Stony Brook Mathematics Colloquium
William Dunham, Bryn Mawr College
A Tale of Two Series
October 24, 2019
Slides: http://www.math.stonybrook.edu/Videos/Colloquium/PDFs/20191024-Dunham.pdf
Leonhard Euler (1707 - 1783) is one of the towering figures from the history of mathematics. Here we look at two results that show how he acquired his lofty reputation.
In 1737, Euler considered the infinite series 1/2 + 1/3 + 1/5 + 1/7 + 1/11 + ... - i.e., the sum of reciprocals of the primes - and established that the sum "is infinite." The proof rested upon his famous product-sum formula and required a host of analytic manipulations so typical of Euler's work. André Weil regarded this paper as marking "the birth of analytic number theory."

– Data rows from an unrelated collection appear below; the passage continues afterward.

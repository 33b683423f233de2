//! One run from font files to exploded variants (made by FontLab https://www.fontlab.com/)

use std::path::{Path, PathBuf};

use anyhow::{Context, Result};
use rayon::prelude::*;
use rayon::ThreadPoolBuilder;

use crate::classify::ClassificationIndex;
use crate::config::Config;
use crate::discovery::{FontDiscovery, PathDiscovery};
use crate::emit::{render_all, EmitContext, Emission};
use crate::explode::{ExplodedIndex, Exploder};
use crate::install::{plan_commands, ConversionCommand};
use crate::oracle::MetadataOracle;
use crate::record::{AttributeStore, FontAttributes, FontRecord};

#[derive(Debug, Default, Clone)]
pub struct LoadOptions {
    pub follow_symlinks: bool,
    pub recursive: bool,
    pub jobs: Option<usize>,
}

/// Owns the attribute store and both indices for one run.
#[derive(Debug, Clone)]
pub struct Pipeline {
    config: Config,
    store: AttributeStore,
    classes: ClassificationIndex,
    exploded: ExplodedIndex,
}

impl Pipeline {
    pub fn new(config: Config) -> crate::error::Result<Self> {
        config.validate()?;
        Ok(Self {
            config,
            store: AttributeStore::new(),
            classes: ClassificationIndex::new(),
            exploded: ExplodedIndex::new(),
        })
    }

    /// Discover fonts under `paths`, extract their attributes, and classify them.
    ///
    /// Extraction runs in parallel; records enter the store in filename order.
    /// Returns the number of fonts added.
    pub fn load(
        &mut self,
        paths: &[PathBuf],
        oracle: &dyn MetadataOracle,
        opts: &LoadOptions,
    ) -> Result<usize> {
        let candidates = PathDiscovery::new(paths.iter().cloned())
            .follow_symlinks(opts.follow_symlinks)
            .recursive(opts.recursive)
            .discover()?;

        let run_extract = || -> Result<Vec<FontAttributes>> {
            let extracted: Result<Vec<Option<FontAttributes>>> = candidates
                .par_iter()
                .map(|path| extract_one(oracle, path))
                .collect();
            let mut attrs: Vec<FontAttributes> = extracted?.into_iter().flatten().collect();
            attrs.sort_by(|a, b| a.filename.cmp(&b.filename));
            Ok(attrs)
        };

        let attrs = if let Some(jobs) = opts.jobs {
            let pool = ThreadPoolBuilder::new().num_threads(jobs).build()?;
            pool.install(run_extract)?
        } else {
            run_extract()?
        };

        let mut added = 0;
        for a in attrs {
            if self.add_attributes(a).is_some() {
                added += 1;
            }
        }
        log::info!("loaded {added} of {} candidate files", candidates.len());
        Ok(added)
    }

    /// Record and classify one font.
    ///
    /// A second file with an already-loaded PostScript name is skipped.
    pub fn add_attributes(&mut self, attrs: FontAttributes) -> Option<&FontRecord> {
        if let Some(existing) = self.store.get(&attrs.postscript_name) {
            log::warn!(
                "skipping {}: {} was already loaded from {}",
                attrs.filename.display(),
                attrs.postscript_name,
                existing.filename.display()
            );
            return None;
        }

        let record = FontRecord::from_attributes(attrs, &self.config.fake_options);
        log::debug!(
            "{}: {} {}/{}/{}",
            record.id,
            record.family,
            record.weight,
            record.width,
            record.variant
        );
        self.classes.classify(&record);
        let id = record.id.clone();
        self.store.insert(record);
        self.store.get(&id)
    }

    /// Rebuild the exploded index from the current classification.
    pub fn explode(&mut self) -> crate::error::Result<usize> {
        let exploder = Exploder::new(&self.config)?;
        let mut exploded = ExplodedIndex::new();
        let named = exploder.explode_into(&self.classes, &self.store, &mut exploded)?;
        log::info!(
            "{named} variants named, {} leaves, {} collisions",
            exploded.len(),
            exploded.collisions().len()
        );
        self.exploded = exploded;
        Ok(named)
    }

    pub fn commands(&self) -> crate::error::Result<Vec<ConversionCommand>> {
        plan_commands(&self.config, &self.exploded)
    }

    pub fn emit(&self, generator: &str, date: &str) -> crate::error::Result<Emission> {
        let ctx = EmitContext {
            config: &self.config,
            generator,
            date,
        };
        render_all(&ctx, &self.exploded)
    }

    pub fn config(&self) -> &Config {
        &self.config
    }

    pub fn store(&self) -> &AttributeStore {
        &self.store
    }

    pub fn classes(&self) -> &ClassificationIndex {
        &self.classes
    }

    pub fn exploded(&self) -> &ExplodedIndex {
        &self.exploded
    }
}

fn extract_one(oracle: &dyn MetadataOracle, path: &Path) -> Result<Option<FontAttributes>> {
    let valid = oracle
        .is_valid_font(path)
        .with_context(|| format!("checking font {}", path.display()))?;
    if !valid {
        log::warn!("skipping {}: not a readable TrueType or CFF font", path.display());
        return Ok(None);
    }
    let attrs = oracle
        .extract(path)
        .with_context(|| format!("reading font {}", path.display()))?;
    log::debug!("{} -> {}", path.display(), attrs.postscript_name);
    Ok(Some(attrs))
}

The other result addressed 1 + 1/4 + 1/9 + 1/16 + ... - i.e., the sum of reciprocals of the squares. Euler first evaluated this in 1734, and revisited it in 1741, but here we examine his 1755 argument that summed the series by using l'Hospital's rule not once, not twice, but thrice!
Euler has been described as "analysis incarnate." These two series, it is hoped, will leave no doubt that such a characterization is apt.